Perhaps the most surprising thing is that someone had to point out such an elementary difference. But these are the times we live in: we get caught in the hype of “Data Visualization” (#dataviz!!) and the buzzword becomes a sort of black hole that swallows everything around it.
Not that this is the only black hole at play. The very concept of “dashboards” presents us with an equally hungry black hole. And in go many data visualization efforts too, completely unrelated to what a particular audience may define as a “dashboard”.
So, let me please clarify things for the sake of my own sanity in the course of countless exchanges with people on the edge of these and other conceptual black holes.

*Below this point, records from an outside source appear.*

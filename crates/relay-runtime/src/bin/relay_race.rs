//! relay-race: run a relay race experiment in-process.
//!
//! ```text
//! relay-race 5 1 2 --teams 2 --runners 4 --latency-ms 3 --jitter-ms 2
//! ```

use std::process::ExitCode;
use std::sync::Arc;
use std::time::Duration;

use clap::Parser;

use relay_core::{ExperimentConfig, RelayResult};
use relay_runtime::{
    init_logging, DriverConfig, ExperimentDriver, ExperimentResults, RaceBuilder, RunnerConfig,
};
use relay_transport::{InMemoryDirectory, LatencyModel, SimulatedRelocator};

#[derive(Parser, Debug)]
#[command(name = "relay-race", version, about = "Relay race benchmark for mobile runners")]
struct Cli {
    /// Number of trials to run
    num_attempts: String,

    /// Laps in the first trial
    init_laps: String,

    /// Laps added per trial
    step: String,

    /// Number of teams racing at once
    #[arg(long = "teams", default_value_t = 1)]
    teams: usize,

    /// Runners per team (at least 2)
    #[arg(long = "runners", default_value_t = 3)]
    runners: usize,

    /// Base relocation latency in milliseconds
    #[arg(long = "latency-ms", default_value_t = 1)]
    latency_ms: u64,

    /// Uniform jitter added to each relocation, in milliseconds
    #[arg(long = "jitter-ms", default_value_t = 0)]
    jitter_ms: u32,

    /// Seed for the latency generator
    #[arg(long = "seed", default_value_t = 0)]
    seed: u64,

    /// Abort a trial that runs longer than this (e.g. "30s")
    #[arg(long = "trial-timeout", value_parser = humantime::parse_duration)]
    trial_timeout: Option<Duration>,

    /// Kill a runner whose hand-off is not acknowledged in time (e.g. "500ms")
    #[arg(long = "ack-timeout", value_parser = humantime::parse_duration)]
    ack_timeout: Option<Duration>,

    /// Print results as JSON instead of a table
    #[arg(long = "json")]
    json: bool,

    /// Log as JSON lines
    #[arg(long = "log-json")]
    log_json: bool,
}

#[tokio::main]
async fn main() -> ExitCode {
    let cli = Cli::parse();
    init_logging(cli.log_json);

    match run(&cli).await {
        Ok(results) => {
            if cli.json {
                match results.to_json() {
                    Ok(json) => println!("{}", json),
                    Err(e) => {
                        eprintln!("error: {}", e);
                        return ExitCode::FAILURE;
                    }
                }
            } else {
                print!("{}", results);
            }
            ExitCode::SUCCESS
        }
        Err(e) => {
            tracing::error!(error = %e, "experiment failed");
            eprintln!("error: {}", e);
            ExitCode::FAILURE
        }
    }
}

async fn run(cli: &Cli) -> RelayResult<ExperimentResults> {
    let directory = Arc::new(InMemoryDirectory::new());
    let latency = LatencyModel::uniform(Duration::from_millis(cli.latency_ms), cli.jitter_ms);
    let relocator = Arc::new(SimulatedRelocator::new(latency, cli.seed));

    // Validate the experiment before any runner exists
    let driver = ExperimentDriver::with_config(
        ExperimentConfig::from_args(&[&cli.num_attempts, &cli.init_laps, &cli.step])?,
        DriverConfig {
            trial_timeout: cli.trial_timeout,
            ..DriverConfig::default()
        },
        Arc::clone(&directory),
    )?;

    let mut builder = RaceBuilder::new(Arc::clone(&directory), relocator).runner_config(RunnerConfig {
        ack_timeout: cli.ack_timeout,
    });
    for team in 0..cli.teams {
        builder = builder.team(&format!("team{}", team), cli.runners);
    }
    let race = builder.spawn()?;

    let captains = race.captains();
    let results = driver.with_captains(captains).run_all().await;

    for (runner, outcome) in race.shutdown().await {
        match outcome {
            Ok(stats) => tracing::debug!(%runner, ?stats, "runner stopped"),
            Err(e) => tracing::warn!(%runner, error = %e, "runner failed"),
        }
    }
    results
}
#[cfg(test)]
mod tests {
    use super::*;
    use relay_transport::{mailbox, Directory, Handle, InMemoryDirectory, LatencyModel, SimulatedRelocator};

    struct Fixture {
        directory: Arc<InMemoryDirectory>,
        relocator: Arc<SimulatedRelocator>,
    }

    impl Fixture {
        fn new() -> Self {
            Fixture {
                directory: Arc::new(InMemoryDirectory::new()),
                relocator: Arc::new(SimulatedRelocator::new(LatencyModel::instant(), 3)),
            }
        }

        /// Register a participant driven by the test itself
        fn peer(&self, name: &str, role: Role, post: usize) -> Mailbox {
            let (postbox, mb) = mailbox(RunnerId::new(name));
            self.directory
                .register(Handle::new(RunnerId::new(name), role, Location::container(post), postbox))
                .unwrap();
            mb
        }

        fn runner(
            &self,
            name: &str,
            role: Role,
            target: &str,
            post: usize,
        ) -> Runner<InMemoryDirectory, SimulatedRelocator> {
            let id = RunnerId::new(name);
            let (postbox, mb) = mailbox(id.clone());
            self.directory
                .register(Handle::new(id.clone(), role, Location::container(post), postbox))
                .unwrap();
            Runner::new(
                id,
                RunnerArgs {
                    role,
                    target: RunnerId::new(target),
                },
                Location::container(post),
                mb,
                Arc::clone(&self.directory),
                Arc::clone(&self.relocator),
            )
        }

        fn send(&self, envelope: Envelope) {
            self.directory
                .resolve(&envelope.receiver)
                .unwrap()
                .postbox
                .send(envelope)
                .unwrap();
        }
    }

    fn any_running() -> Template {
        Template::conversation(ConversationId::RUNNING)
    }

    #[tokio::test]
    async fn test_runner_acks_relocates_and_hands_off() {
        let fx = Fixture::new();
        let mut prev = fx.peer("prev", Role::Runner, 0);
        let mut next = fx.peer("next", Role::Runner, 2);
        let task = fx.runner("mid", Role::Runner, "next", 1).spawn();

        fx.send(Envelope::handoff_request("prev".into(), "mid".into()));

        let ack = prev.receive(&any_running()).await.unwrap();
        assert_eq!(ack.kind, MessageKind::HandoffAck);
        assert_eq!(ack.sender, RunnerId::new("mid"));

        let req = next.receive(&any_running()).await.unwrap();
        assert_eq!(req.kind, MessageKind::HandoffRequest);
        assert_eq!(req.sender, RunnerId::new("mid"));

        // Runner moved to its target's post
        let moved_to = fx.directory.resolve(&RunnerId::new("mid")).unwrap().location;
        assert_eq!(moved_to, Location::container(2));

        fx.send(Envelope::handoff_ack("next".into(), "mid".into()));
        fx.directory.deregister(&RunnerId::new("mid"));

        let stats = task.await.unwrap().unwrap();
        assert_eq!(stats.handoffs_received, 1);
        assert_eq!(stats.handoffs_sent, 1);
        assert_eq!(stats.relocations, 1);
    }

    #[tokio::test]
    async fn test_captain_zero_laps_completes_without_handoff() {
        let fx = Fixture::new();
        let mut judge = fx.peer("judge", Role::Judge, 9);
        let mut partner = fx.peer("r1", Role::Runner, 1);
        let task = fx.runner("captain", Role::Captain, "r1", 0).spawn();

        fx.send(Envelope::start("judge".into(), "captain".into(), 0));

        let done = judge
            .receive(&Template::conversation(ConversationId::COMPLETION))
            .await
            .unwrap();
        assert_eq!(done.sender, RunnerId::new("captain"));
        assert_eq!(done.laps().unwrap(), 0);
        assert!(partner.try_receive(&any_running()).is_none());

        fx.directory.deregister(&RunnerId::new("captain"));
        let stats = task.await.unwrap().unwrap();
        assert_eq!(stats.handoffs_sent, 0);
        assert_eq!(stats.completions, 1);
        assert_eq!(stats.laps_completed, 0);
    }

    #[tokio::test]
    async fn test_start_during_race_is_ignored() {
        let fx = Fixture::new();
        let mut judge = fx.peer("judge", Role::Judge, 9);
        let mut partner = fx.peer("r1", Role::Runner, 1);
        let (sink, mut events) = crate::event_channel();
        let task = fx
            .runner("captain", Role::Captain, "r1", 0)
            .with_events(sink)
            .spawn();
        let request = any_running().with_kind(MessageKind::HandoffRequest);

        fx.send(Envelope::start("judge".into(), "captain".into(), 1));
        partner.receive(&request).await.unwrap();

        // Deferred behind the ack wait, then seen while still racing
        fx.send(Envelope::start("judge".into(), "captain".into(), 1));
        fx.send(Envelope::handoff_ack("r1".into(), "captain".into()));
        fx.send(Envelope::handoff_request("r1".into(), "captain".into()));

        let done = judge
            .receive(&Template::conversation(ConversationId::COMPLETION))
            .await
            .unwrap();
        assert_eq!(done.laps().unwrap(), 1);
        assert!(partner.try_receive(&request).is_none());

        fx.directory.deregister(&RunnerId::new("captain"));
        let stats = task.await.unwrap().unwrap();
        assert_eq!(stats.handoffs_sent, 1);
        assert_eq!(stats.completions, 1);

        let mut started = 0;
        while let Some(event) = events.recv().await {
            match event {
                RaceEvent::Started { .. } => started += 1,
                RaceEvent::LapCompleted { origin, .. } => assert_eq!(origin, Location::container(1)),
                RaceEvent::Completed { location, .. } => assert_eq!(location, Location::container(1)),
                _ => {}
            }
        }
        assert_eq!(started, 1);
    }

    #[tokio::test]
    async fn test_non_captain_ignores_start() {
        let fx = Fixture::new();
        let mut next = fx.peer("next", Role::Runner, 1);
        let _judge = fx.peer("judge", Role::Judge, 9);
        let task = fx.runner("r0", Role::Runner, "next", 0).spawn();

        fx.send(Envelope::start("judge".into(), "r0".into(), 3));
        tokio::task::yield_now().await;
        assert!(next.try_receive(&any_running()).is_none());

        fx.directory.deregister(&RunnerId::new("r0"));
        let stats = task.await.unwrap().unwrap();
        assert_eq!(stats.relocations, 0);
    }

    #[tokio::test]
    async fn test_unresolvable_target_is_fatal() {
        let fx = Fixture::new();
        let _prev = fx.peer("prev", Role::Runner, 0);
        let (sink, mut events) = crate::event_channel();
        let task = fx
            .runner("lonely", Role::Runner, "nobody", 1)
            .with_events(sink)
            .spawn();

        fx.send(Envelope::handoff_request("prev".into(), "lonely".into()));

        let result = task.await.unwrap();
        assert!(matches!(result, Err(RelayError::NotFound(ref id)) if id.as_str() == "nobody"));
        assert!(fx.directory.resolve(&RunnerId::new("lonely")).is_err());
        assert!(matches!(events.recv().await, Some(RaceEvent::Failed { .. })));
    }

    #[tokio::test]
    async fn test_relocation_failure_is_fatal() {
        let fx = Fixture::new();
        let _prev = fx.peer("prev", Role::Runner, 0);
        let _next = fx.peer("next", Role::Runner, 2);
        fx.relocator.block(Location::container(2));
        let task = fx.runner("mid", Role::Runner, "next", 1).spawn();

        fx.send(Envelope::handoff_request("prev".into(), "mid".into()));

        assert!(matches!(
            task.await.unwrap(),
            Err(RelayError::Relocation { .. })
        ));
        assert!(fx.directory.resolve(&RunnerId::new("mid")).is_err());
    }

    #[tokio::test(start_paused = true)]
    async fn test_missing_ack_stalls_with_timeout() {
        let fx = Fixture::new();
        let _prev = fx.peer("prev", Role::Runner, 0);
        let _silent = fx.peer("silent", Role::Runner, 2);
        let task = fx
            .runner("mid", Role::Runner, "silent", 1)
            .with_config(RunnerConfig {
                ack_timeout: Some(Duration::from_millis(250)),
            })
            .spawn();

        fx.send(Envelope::handoff_request("prev".into(), "mid".into()));

        match task.await.unwrap() {
            Err(RelayError::ProtocolStalled { runner, target, waited }) => {
                assert_eq!(runner, RunnerId::new("mid"));
                assert_eq!(target, RunnerId::new("silent"));
                assert_eq!(waited, Duration::from_millis(250));
            }
            other => panic!("expected stall, got {:?}", other),
        }
    }

    #[tokio::test]
    async fn test_request_during_handoff_is_deferred() {
        let fx = Fixture::new();
        let mut prev = fx.peer("prev", Role::Runner, 0);
        let mut next = fx.peer("next", Role::Runner, 2);
        let task = fx.runner("mid", Role::Runner, "next", 1).spawn();

        fx.send(Envelope::handoff_request("prev".into(), "mid".into()));
        next.receive(&any_running()).await.unwrap();

        // A second request lands while mid still waits for its ack
        fx.send(Envelope::handoff_request("prev".into(), "mid".into()));
        tokio::task::yield_now().await;
        assert!(next.try_receive(&any_running()).is_none());

        fx.send(Envelope::handoff_ack("next".into(), "mid".into()));
        let second = next.receive(&any_running()).await.unwrap();
        assert_eq!(second.kind, MessageKind::HandoffRequest);

        // Both requests were acknowledged
        for _ in 0..2 {
            let ack = prev.receive(&any_running()).await.unwrap();
            assert_eq!(ack.kind, MessageKind::HandoffAck);
        }

        fx.send(Envelope::handoff_ack("next".into(), "mid".into()));
        fx.directory.deregister(&RunnerId::new("mid"));
        let stats = task.await.unwrap().unwrap();
        assert_eq!(stats.handoffs_sent, 2);
    }
}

In the business context, dashboards have their origins in a discipline originated in the 80s: Executive Information Systems (Decision Support Systems preceded them in the 70s). Its goal: Displaying a handful of key financial measures through a simple interface that “even an executive could understand”.
Robert Kaplan and David Norton’s ideas for corporate performance management on the basis of a hierarchical structure of Key Performance Indicators (“KPIs”) -a scorecard- saw the light shortly after (The Balanced Scorecard). However, it is the combination of KPIs with dimensional breakdowns and other contextual elements that has gained wider acceptance over time, while scorecards have been accepted as just another kind of dashboard (as acknowledged by Gartner in its latest Magic Quadrant for BI tools).
Tools and methodologies have evolved over the years, but its very essence remains the same. Stephen Few (“Dashboard confusion”, Intelligent Enterprise, 2004) has defined dashboards as “a visual display of the most important information needed to achieve one or more objectives; consolidated and arranged on a single screen so the information can be monitored at a glance.”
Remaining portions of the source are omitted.